Small, nimble, innovative, HDI has for more than 19 years leveraged expertise into permanently improved dignity, health, and economic advantage “for millions of people at a time”, using modest funds to do so.
After major contributions against Guinea worm (99.93% eradicated and being finished off) and “elephantiasis”, HDI is rapidly preventing obstetric fistula using a community-based Rapid Fistula Prevention (HDI-RFP) approach. Traditional obstetric fistula prevention strategies are great! But they’ll take a generation.
HDI's goal is to reduce deaths of women in obstructed labor by 75% and new fistula cases by 50% within 2 years, by using innovative community approaches in pilot districts to benefit hundreds of thousands, and expand as rapidly as results justify.
The previous main cause of maternal mortality (obstructed childbirth / obstructed labor) was reduced by 100% (i.e. gone) within 4 months after the project started in its initial, large pilot area.
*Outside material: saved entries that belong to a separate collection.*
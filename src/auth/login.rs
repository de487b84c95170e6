use sqlx::SqlitePool;
use thiserror::Error;

use super::password::verify_password;
use super::{AuthError, TokenIssuer};
use crate::database::{repository, DatabaseError};

#[derive(Debug, Error)]
pub enum LoginError {
    #[error("Invalid user")]
    InvalidUser,

    #[error("Invalid password")]
    InvalidPassword,

    #[error(transparent)]
    Database(#[from] DatabaseError),

    #[error(transparent)]
    Auth(#[from] AuthError),
}

/// Check credentials against the user table and issue a token.
///
/// One store read, no writes.
pub async fn login(
    pool: &SqlitePool,
    tokens: &TokenIssuer,
    username: &str,
    password: &str,
) -> Result<String, LoginError> {
    let user = repository::find_user(pool, username)
        .await?
        .ok_or(LoginError::InvalidUser)?;

    if !verify_password(password, &user.password)? {
        return Err(LoginError::InvalidPassword);
    }

    Ok(tokens.issue(&user.username)?)
}
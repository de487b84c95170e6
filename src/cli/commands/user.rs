use clap::Subcommand;
use serde_json::json;

use crate::auth::password::hash_password;
use crate::cli::{utils, OutputFormat};
use crate::config::AppConfig;
use crate::database::repository;

#[derive(Subcommand)]
pub enum UserCommands {
    #[command(about = "Create a login account")]
    Add {
        #[arg(help = "Username (unique)")]
        username: String,
        #[arg(help = "Plaintext password; stored as a bcrypt hash")]
        password: String,
        #[arg(long, help = "Display name")]
        name: Option<String>,
        #[arg(long, help = "Gender")]
        gender: Option<String>,
        #[arg(long, help = "Location")]
        location: Option<String>,
    },

    #[command(about = "Show a login account (password hash omitted)")]
    Show {
        #[arg(help = "Username")]
        username: String,
    },
}

pub async fn handle(cmd: UserCommands, config: &AppConfig, output_format: OutputFormat) -> anyhow::Result<()> {
    match cmd {
        UserCommands::Add { username, password, name, gender, location } => {
            let hash = hash_password(&password, config.security.bcrypt_cost)?;
            let pool = super::open_store(config).await?;
            repository::insert_user(
                &pool,
                &username,
                &hash,
                name.as_deref(),
                gender.as_deref(),
                location.as_deref(),
            )
            .await?;
            pool.close().await;
            utils::output_success(
                output_format,
                &format!("Created user {}", username),
                Some(json!({ "username": username })),
            )
        }
        UserCommands::Show { username } => {
            let pool = super::open_store(config).await?;
            let user = repository::find_user(&pool, &username).await?;
            pool.close().await;
            match user {
                Some(user) => utils::output_success(
                    output_format,
                    &format!("User {}", user.username),
                    Some(serde_json::to_value(&user)?),
                ),
                None => anyhow::bail!("no such user: {}", username),
            }
        }
    }
}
And obstetric fistulas are being reduced significantly.
HDI aims to free populations of degrading, debilitating diseases which are deemed to be eradicable or can be eliminated as public health problems, but which are insufficiently addressed at the time HDI becomes engaged.
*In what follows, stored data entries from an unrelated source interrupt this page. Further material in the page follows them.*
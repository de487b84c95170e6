use anyhow::Context;
use tracing_subscriber::EnvFilter;

use covid_portal::auth::TokenIssuer;
use covid_portal::config::AppConfig;
use covid_portal::database::DatabaseManager;
use covid_portal::{app, AppState};

#[tokio::main]
async fn main() -> anyhow::Result<()> {
    // Load .env if present so cargo run picks up DATABASE_URL, JWT_SECRET, etc.
    let _ = dotenvy::dotenv();

    tracing_subscriber::fmt()
        .with_env_filter(EnvFilter::try_from_default_env().unwrap_or_else(|_| EnvFilter::new("info")))
        .init();

    let config = AppConfig::from_env();
    tracing::info!("Starting COVID-19 portal in {:?} mode", config.environment);

    // The store must open or the process exits
    let pool = DatabaseManager::connect(&config.database)
        .await
        .with_context(|| format!("DB Error: cannot open {}", config.database.url))?;
    DatabaseManager::init_schema(&pool)
        .await
        .context("DB Error: schema bootstrap failed")?;

    let tokens = TokenIssuer::from_config(&config.security)
        .context("JWT_SECRET must be set to a non-empty value")?;

    let bind_addr = config.bind_addr();
    let listener = tokio::net::TcpListener::bind(&bind_addr)
        .await
        .with_context(|| format!("failed to bind {}", bind_addr))?;

    tracing::info!("Server Running at http://{}/", bind_addr);

    let state = AppState::new(pool.clone(), tokens, config);
    axum::serve(listener, app(state))
        .with_graceful_shutdown(shutdown_signal())
        .await
        .context("server error")?;

    pool.close().await;
    tracing::info!("Server stopped");
    Ok(())
}

async fn shutdown_signal() {
    if let Err(e) = tokio::signal::ctrl_c().await {
        tracing::error!("Failed to listen for shutdown signal: {}", e);
        std::future::pending::<()>().await;
    }
}
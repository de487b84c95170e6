use axum::{
    extract::{Path, State},
    http::header::LOCATION,
    response::IntoResponse,
    Extension, Json,
};

use crate::database::{repository, District, NewDistrict};
use crate::error::ApiResult;
use crate::middleware::AuthUser;
use crate::state::AppState;

pub const DISTRICT_ADDED: &str = "District Successfully Added";
pub const DISTRICT_UPDATED: &str = "District Details Updated";
pub const DISTRICT_REMOVED: &str = "District Removed";

/// POST /districts - insert a district
///
/// The new row's URL is returned in `Location`.
pub async fn district_post(
    State(state): State<AppState>,
    Extension(user): Extension<AuthUser>,
    Json(district): Json<NewDistrict>,
) -> ApiResult<impl IntoResponse> {
    let district_id = repository::create_district(&state.pool, &district).await?;
    tracing::info!("{} added district {} ({})", user.username, district_id, district.district_name);

    Ok(([(LOCATION, format!("/districts/{}", district_id))], DISTRICT_ADDED))
}

/// GET /districts/:districtId - one district, or `null` when absent
pub async fn district_get(
    State(state): State<AppState>,
    Path(district_id): Path<i64>,
) -> ApiResult<Json<Option<District>>> {
    let district = repository::get_district(&state.pool, district_id).await?;
    Ok(Json(district))
}

/// PUT /districts/:districtId - overwrite every column
pub async fn district_put(
    State(state): State<AppState>,
    Extension(user): Extension<AuthUser>,
    Path(district_id): Path<i64>,
    Json(district): Json<NewDistrict>,
) -> ApiResult<&'static str> {
    let updated = repository::update_district(&state.pool, district_id, &district).await?;
    tracing::info!("{} updated district {} ({} row)", user.username, district_id, updated);
    Ok(DISTRICT_UPDATED)
}

/// DELETE /districts/:districtId - succeeds whether or not the row existed
pub async fn district_delete(
    State(state): State<AppState>,
    Extension(user): Extension<AuthUser>,
    Path(district_id): Path<i64>,
) -> ApiResult<&'static str> {
    let removed = repository::delete_district(&state.pool, district_id).await?;
    tracing::info!("{} removed district {} ({} row)", user.username, district_id, removed);
    Ok(DISTRICT_REMOVED)
}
HDI “gets the ball rolling” on important issues, using modest resources and plays a “finger in the dike” role, stepping in to solve important, manageable problems with alacrity.
News:
Niger reduced obstructed labor deaths by 100% within 4 months in an large, remote, multiethnic area that produced more such catastrophes than most, and Niger has sustained that result for 24 months and counting, as of May 2010.